_PROBLEM TO SOLVE_: Where the string "SkipOption" shows up in a line of the records, copy that line.

_INPUT_:
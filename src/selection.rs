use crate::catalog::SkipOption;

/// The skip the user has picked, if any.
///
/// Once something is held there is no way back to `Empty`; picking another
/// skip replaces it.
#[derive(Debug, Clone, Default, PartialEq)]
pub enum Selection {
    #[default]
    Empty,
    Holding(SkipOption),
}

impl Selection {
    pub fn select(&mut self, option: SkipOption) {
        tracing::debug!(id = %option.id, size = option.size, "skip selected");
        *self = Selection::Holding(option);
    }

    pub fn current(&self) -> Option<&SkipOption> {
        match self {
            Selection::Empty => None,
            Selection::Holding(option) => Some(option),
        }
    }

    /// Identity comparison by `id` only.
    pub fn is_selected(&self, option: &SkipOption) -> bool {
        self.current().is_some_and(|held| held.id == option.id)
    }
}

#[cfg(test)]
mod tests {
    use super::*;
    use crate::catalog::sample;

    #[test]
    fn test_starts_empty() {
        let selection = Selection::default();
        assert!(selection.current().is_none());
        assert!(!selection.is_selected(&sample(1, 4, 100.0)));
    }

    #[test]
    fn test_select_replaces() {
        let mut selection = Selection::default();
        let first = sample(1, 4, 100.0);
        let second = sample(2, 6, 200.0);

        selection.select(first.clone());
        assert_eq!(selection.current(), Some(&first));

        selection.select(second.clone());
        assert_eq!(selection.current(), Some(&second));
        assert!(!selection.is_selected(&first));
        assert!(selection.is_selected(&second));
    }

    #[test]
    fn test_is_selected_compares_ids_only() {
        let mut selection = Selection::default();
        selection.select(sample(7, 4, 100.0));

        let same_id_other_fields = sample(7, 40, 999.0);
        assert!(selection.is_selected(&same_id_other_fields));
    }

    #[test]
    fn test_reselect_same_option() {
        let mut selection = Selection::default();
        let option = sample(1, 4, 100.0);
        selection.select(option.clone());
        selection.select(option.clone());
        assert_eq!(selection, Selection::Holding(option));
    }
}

_ANSWER SECTION_:
use crate::catalog::SkipOption;
    Holding(SkipOption),
    pub fn select(&mut self, option: SkipOption) {
    pub fn current(&self) -> Option<&SkipOption> {
    pub fn is_selected(&self, option: &SkipOption) -> bool {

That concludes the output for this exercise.